There are lots of men who pull their weight and end up taking a hit too.

DrinkFeckArseBrick · 22/09/2023 06:47

Who is 'putting guilt on you'? Why does it affect you so much to the extent it limits your life choices? What's it got to do with them? Why is your husband not feeling this same guilt when they are equally his children?

I'm a working mum and have had the odd comment from people about ''having kids you never see' and just ignore them. Or ask them if they say that to their own husband who works full time

Yes my kids would rather not be in wraparound every day and holiday clubs in summer etc. It's boring and they find it tiring. And now we've both got flexibility in our careers, we can do the odd drop off and pick up straight to class. But there are benefits - they get lovely holidays, weekends away, get to go to any clubs they want to, hopefully we are modelling a good work ethic and equality in relationships (there is no default parent in our house). Our savings and pensions etc mean we can help them financially later in life. And they've actually made some good friends in wraparound from different year groups and found a couple of holiday clubs based on activities they enjoy that they've actually asked to go even if we are off!

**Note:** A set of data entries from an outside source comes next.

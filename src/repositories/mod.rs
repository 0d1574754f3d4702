//! Repository layer over the SeaORM entities

pub mod cache_record;

pub use cache_record::CacheRecordSeaOrmRepository;

/// The durable id -> record map used by the pipeline and selection
pub type RecordLedger = CacheRecordSeaOrmRepository;
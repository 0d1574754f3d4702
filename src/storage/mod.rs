//! Filesystem blob store for downloaded image bytes
//!
//! One file per image id, named by the id with no extension, directly under
//! the cache root. Writes land in a temporary sibling first and are renamed
//! into place, so readers never observe a partially written blob.

use bytes::Bytes;
use std::path::{Path, PathBuf};
use std::sync::Arc;
use tokio::fs;
use tokio::sync::OnceCell;
use tracing::{debug, info};

use crate::errors::{CacheError, CacheResult};

const RESOURCE: &str = "image blob";
const TEMP_SUFFIX: &str = ".part";

#[derive(Clone)]
pub struct AssetBlobStore {
    root: PathBuf,
    root_ready: Arc<OnceCell<()>>,
}

impl AssetBlobStore {
    pub fn new(root: impl Into<PathBuf>) -> Self {
        Self {
            root: root.into(),
            root_ready: Arc::new(OnceCell::new()),
        }
    }

    pub fn root(&self) -> &Path {
        &self.root
    }

    /// Location of the blob for `id`
    pub fn path_for(&self, id: &str) -> CacheResult<PathBuf> {
        Self::validate_id(id)?;
        Ok(self.root.join(id))
    }

    /// Create the root directory, at most once per store
    async fn ensure_root(&self) -> CacheResult<()> {
        self.root_ready
            .get_or_try_init(|| async {
                if !fs::try_exists(&self.root).await? {
                    fs::create_dir_all(&self.root).await?;
                    info!("Created image cache directory: {}", self.root.display());
                }
                Ok::<(), CacheError>(())
            })
            .await?;
        Ok(())
    }

    /// Store the bytes for `id`, replacing any previous blob
    pub async fn put(&self, id: &str, data: &[u8]) -> CacheResult<PathBuf> {
        let path = self.path_for(id)?;
        self.ensure_root().await?;

        let temp_path = self.root.join(format!("{id}{TEMP_SUFFIX}"));
        if let Err(e) = fs::write(&temp_path, data).await {
            let _ = fs::remove_file(&temp_path).await;
            return Err(e.into());
        }
        if let Err(e) = fs::rename(&temp_path, &path).await {
            let _ = fs::remove_file(&temp_path).await;
            return Err(e.into());
        }

        debug!("Stored {} bytes for image {}", data.len(), id);
        Ok(path)
    }

    /// Read the bytes for `id`; a missing blob is `NotFound`
    pub async fn get(&self, id: &str) -> CacheResult<Bytes> {
        let path = self.path_for(id)?;
        match fs::read(&path).await {
            Ok(data) => Ok(Bytes::from(data)),
            Err(e) if e.kind() == std::io::ErrorKind::NotFound => {
                Err(CacheError::not_found(RESOURCE, id))
            }
            Err(e) => Err(e.into()),
        }
    }

    pub async fn exists(&self, id: &str) -> CacheResult<bool> {
        let path = self.path_for(id)?;
        Ok(fs::try_exists(&path).await?)
    }

    /// Ids come from a remote service and become file names verbatim
    fn validate_id(id: &str) -> CacheResult<()> {
        let valid = !id.is_empty()
            && id != "."
            && id != ".."
            && !id.ends_with(TEMP_SUFFIX)
            && id
                .chars()
                .all(|c| c.is_ascii_alphanumeric() || matches!(c, '-' | '_' | '.'));

        if valid {
            Ok(())
        } else {
            Err(CacheError::format(format!(
                "image id {id:?} is not usable as a file name"
            )))
        }
    }
}
use sea_orm::entity::prelude::*;

#[derive(Clone, Debug, PartialEq, Eq, DeriveEntityModel)]
#[sea_orm(table_name = "cache_records")]
pub struct Model {
    #[sea_orm(primary_key, auto_increment = false)]
    pub id: String,
    pub full_image_url: String,
    pub title: Option<String>,
    pub publisher_username: Option<String>,
    pub publisher_first_name: Option<String>,
    pub publisher_last_name: Option<String>,
    pub publisher_portfolio_url: Option<String>,
    pub downloaded: bool,
    /// NULL until the record is first selected
    pub last_seen_at: Option<ChronoDateTimeUtc>,
    pub created_at: ChronoDateTimeUtc,
    pub updated_at: ChronoDateTimeUtc,
}

#[derive(Copy, Clone, Debug, EnumIter, DeriveRelation)]
pub enum Relation {}

impl ActiveModelBehavior for ActiveModel {}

smilesup · 22/09/2023 06:56

I went p/t for 10 years self employed through choice as I wanted to spend time with my three when they were little. I now work f/t WFH so still see them after school etc. I have worked really hard at pulling myself up and now earn the same as DH. I feel if I wanted to I could earn more but I don't want to go any higher into management as it doesn't interest me. Personally now the kids are massive I feel privileged that I had the option to be with them. I loved the holidays and spending 6 weeks playing in forests, parks, beaches etc. Being able to spend time with my friends and family in a way I can't now I love my job too but not as much as that time.
It has been hard to work myself back up but I've enjoyed the challenge. I was lucky DH didn't fuck off or die I would have been properly screwed at one point. We obviously were a lot skinter then but tbh the extra money just gets spent. We don't have a considerably better lifestyle just don't need to watch every penny.

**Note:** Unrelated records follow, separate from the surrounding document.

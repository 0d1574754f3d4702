//! Remote catalog abstraction
//!
//! A catalog answers two kinds of request: a batch of candidate metadata and
//! the bytes of a single asset. The batch request is split into building the
//! URL, transferring the body and parsing it, so the refill pipeline can
//! report progress between the steps.

use async_trait::async_trait;
use bytes::Bytes;
use url::Url;

use crate::errors::CacheResult;
use crate::models::CatalogItem;

#[async_trait]
pub trait RemoteCatalog: Send + Sync {
    /// Request URL for a batch of `count` candidates
    fn batch_url(&self, count: usize, collections: Option<&[String]>) -> CacheResult<Url>;

    /// Transfer the raw batch response
    ///
    /// Network failures map to `Transport`, non-2xx responses to `Http`.
    async fn fetch_batch_body(&self, url: &Url) -> CacheResult<Bytes>;

    /// Parse a batch body; any malformed element fails the whole batch
    fn parse_batch(&self, body: &[u8]) -> CacheResult<Vec<CatalogItem>> {
        super::unsplash::parse_batch(body)
    }

    /// Download the bytes of one asset
    async fn fetch_asset(&self, url: &str) -> CacheResult<Bytes>;

    /// Build, transfer and parse a batch in one call
    async fn fetch(
        &self,
        count: usize,
        collections: Option<&[String]>,
    ) -> CacheResult<Vec<CatalogItem>> {
        let url = self.batch_url(count, collections)?;
        let body = self.fetch_batch_body(&url).await?;
        self.parse_batch(&body)
    }
}
//! Create the cache_records ledger table
//!
//! One row per remote image id. `last_seen_at` stays NULL until the record is
//! first handed out by selection.

use sea_orm_migration::prelude::*;

#[derive(DeriveMigrationName)]
pub struct Migration;

#[async_trait::async_trait]
impl MigrationTrait for Migration {
    async fn up(&self, manager: &SchemaManager) -> Result<(), DbErr> {
        manager
            .create_table(
                Table::create()
                    .table(CacheRecords::Table)
                    .if_not_exists()
                    .col(
                        ColumnDef::new(CacheRecords::Id)
                            .string()
                            .not_null()
                            .primary_key(),
                    )
                    .col(
                        ColumnDef::new(CacheRecords::FullImageUrl)
                            .string()
                            .not_null(),
                    )
                    .col(ColumnDef::new(CacheRecords::Title).string().null())
                    .col(
                        ColumnDef::new(CacheRecords::PublisherUsername)
                            .string()
                            .null(),
                    )
                    .col(
                        ColumnDef::new(CacheRecords::PublisherFirstName)
                            .string()
                            .null(),
                    )
                    .col(
                        ColumnDef::new(CacheRecords::PublisherLastName)
                            .string()
                            .null(),
                    )
                    .col(
                        ColumnDef::new(CacheRecords::PublisherPortfolioUrl)
                            .string()
                            .null(),
                    )
                    .col(
                        ColumnDef::new(CacheRecords::Downloaded)
                            .boolean()
                            .not_null()
                            .default(false),
                    )
                    .col(Self::create_timestamp_column(CacheRecords::LastSeenAt, true))
                    .col(Self::create_timestamp_column(CacheRecords::CreatedAt, false))
                    .col(Self::create_timestamp_column(CacheRecords::UpdatedAt, false))
                    .to_owned(),
            )
            .await?;

        // Serves both the downloaded-unseen count and the recency ordering
        manager
            .create_index(
                Index::create()
                    .name("idx_cache_records_downloaded_last_seen")
                    .table(CacheRecords::Table)
                    .col(CacheRecords::Downloaded)
                    .col(CacheRecords::LastSeenAt)
                    .to_owned(),
            )
            .await?;

        Ok(())
    }

    async fn down(&self, manager: &SchemaManager) -> Result<(), DbErr> {
        manager
            .drop_table(Table::drop().table(CacheRecords::Table).to_owned())
            .await
    }
}

impl Migration {
    /// Timestamp column stored with its UTC offset
    fn create_timestamp_column(column_name: impl IntoIden, nullable: bool) -> ColumnDef {
        let mut column = ColumnDef::new(column_name);
        column.timestamp_with_time_zone();
        if nullable {
            column.null();
        } else {
            column.not_null();
        }
        column.to_owned()
    }
}

/// Entity identifiers for the cache_records table
#[derive(DeriveIden)]
pub enum CacheRecords {
    Table,
    Id,
    FullImageUrl,
    Title,
    PublisherUsername,
    PublisherFirstName,
    PublisherLastName,
    PublisherPortfolioUrl,
    Downloaded,
    LastSeenAt,
    CreatedAt,
    UpdatedAt,
}
//! URL utilities for consistent URL handling
//!
//! Request URLs for the remote catalog carry the client identifier as a query
//! parameter, so anything that ends up in logs or status events passes through
//! [`UrlUtils::obfuscate_credentials`] first.

use url::Url;

/// Base for human-facing photo and profile pages
const UNSPLASH_WEB_BASE: &str = "https://unsplash.com";

/// URL utilities for consistent URL handling
pub struct UrlUtils;

impl UrlUtils {
    /// Build the batch request URL for the random photo endpoint
    ///
    /// Collections are comma-joined into a single `collections` parameter and
    /// omitted entirely when `None`.
    ///
    /// # Examples
    ///
    /// ```rust
    /// use unsplash_cache::utils::url::UrlUtils;
    ///
    /// let url = UrlUtils::build_batch_url("https://api.unsplash.com/photos/random", "abc", 3, None).unwrap();
    /// assert_eq!(url.as_str(), "https://api.unsplash.com/photos/random?client_id=abc&count=3");
    /// ```
    pub fn build_batch_url(
        endpoint: &str,
        client_id: &str,
        count: usize,
        collections: Option<&[String]>,
    ) -> Result<Url, url::ParseError> {
        let mut url = Url::parse(endpoint)?;
        {
            let mut query = url.query_pairs_mut();
            query.append_pair("client_id", client_id);
            query.append_pair("count", &count.to_string());
            if let Some(collections) = collections {
                query.append_pair("collections", &collections.join(","));
            }
        }
        Ok(url)
    }

    /// Public page for a photo id
    pub fn photo_page_url(id: &str) -> Option<Url> {
        if id.is_empty() {
            return None;
        }
        let mut url = Url::parse(UNSPLASH_WEB_BASE).ok()?;
        url.path_segments_mut()
            .ok()?
            .pop_if_empty()
            .push("photos")
            .push(id);
        Some(url)
    }

    /// Public profile page for a username
    pub fn profile_url(username: &str) -> Option<Url> {
        if username.is_empty() {
            return None;
        }
        let mut url = Url::parse(UNSPLASH_WEB_BASE).ok()?;
        url.path_segments_mut()
            .ok()?
            .pop_if_empty()
            .push(&format!("@{username}"));
        Some(url)
    }

    /// Obfuscate sensitive information in URLs for safe logging
    ///
    /// Masks `client_id`, `access_token` and URL userinfo.
    ///
    /// # Examples
    ///
    /// ```rust
    /// use unsplash_cache::utils::url::UrlUtils;
    ///
    /// let url = "https://api.unsplash.com/photos/random?client_id=secret&count=3";
    /// assert_eq!(
    ///     UrlUtils::obfuscate_credentials(url),
    ///     "https://api.unsplash.com/photos/random?client_id=****&count=3"
    /// );
    /// ```
    pub fn obfuscate_credentials(url: &str) -> String {
        use regex::Regex;

        let mut obfuscated = url.to_string();

        if let Ok(parsed) = Url::parse(url)
            && (!parsed.username().is_empty() || parsed.password().is_some())
        {
            let mut new_url = parsed.clone();
            let _ = new_url.set_username("****");
            let _ = new_url.set_password(Some("****"));
            obfuscated = new_url.to_string();
        }

        let sensitive_params = ["client_id", "access_token", "password"];

        for param in &sensitive_params {
            let pattern = format!(r"(?i)([?&]{}=)[^&]*", regex::escape(param));
            if let Ok(re) = Regex::new(&pattern) {
                obfuscated = re.replace_all(&obfuscated, "${1}****").to_string();
            }
        }

        obfuscated
    }
}

#[cfg(test)]
mod tests {
    use super::*;

    #[test]
    fn test_build_batch_url_with_collections() {
        let collections = vec!["317099".to_string(), "3330448".to_string()];
        let url = UrlUtils::build_batch_url(
            "https://api.unsplash.com/photos/random",
            "abc",
            5,
            Some(&collections),
        )
        .unwrap();

        let pairs: Vec<(String, String)> = url
            .query_pairs()
            .map(|(k, v)| (k.into_owned(), v.into_owned()))
            .collect();
        assert_eq!(
            pairs,
            vec![
                ("client_id".to_string(), "abc".to_string()),
                ("count".to_string(), "5".to_string()),
                ("collections".to_string(), "317099,3330448".to_string()),
            ]
        );
    }

    #[test]
    fn test_build_batch_url_rejects_garbage() {
        assert!(UrlUtils::build_batch_url("not a url", "abc", 1, None).is_err());
    }

    #[test]
    fn test_human_urls() {
        assert_eq!(
            UrlUtils::photo_page_url("Dwu85P9SOIk").unwrap().as_str(),
            "https://unsplash.com/photos/Dwu85P9SOIk"
        );
        assert_eq!(
            UrlUtils::profile_url("jane").unwrap().as_str(),
            "https://unsplash.com/@jane"
        );
        assert!(UrlUtils::photo_page_url("").is_none());
        assert!(UrlUtils::profile_url("").is_none());
    }

    #[test]
    fn test_obfuscate_credentials() {
        assert_eq!(
            UrlUtils::obfuscate_credentials(
                "https://api.unsplash.com/photos/random?client_id=secret&count=3&collections=1,2"
            ),
            "https://api.unsplash.com/photos/random?client_id=****&count=3&collections=1,2"
        );
        assert_eq!(
            UrlUtils::obfuscate_credentials("https://example.com/?CLIENT_ID=abc"),
            "https://example.com/?CLIENT_ID=****"
        );
        assert_eq!(
            UrlUtils::obfuscate_credentials("https://images.unsplash.com/photo-1?ixid=abc"),
            "https://images.unsplash.com/photo-1?ixid=abc"
        );
    }
}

Scottishgirl85 · 22/09/2023 07:04

My DH and I are both high earners with fulfilling careers and split childcare and household duties equally. I'm afraid you've allowed this situation you are in. Keeping your career is always the best option (if it's what you want of course), despite the high cost of childcare eating into earnings, as those young years pass very quickly. Childcare is a split cist, don't see it as split of your wages. You need to discuss your unhappiness with your DH and get this sorted. You're very vulnerable financially.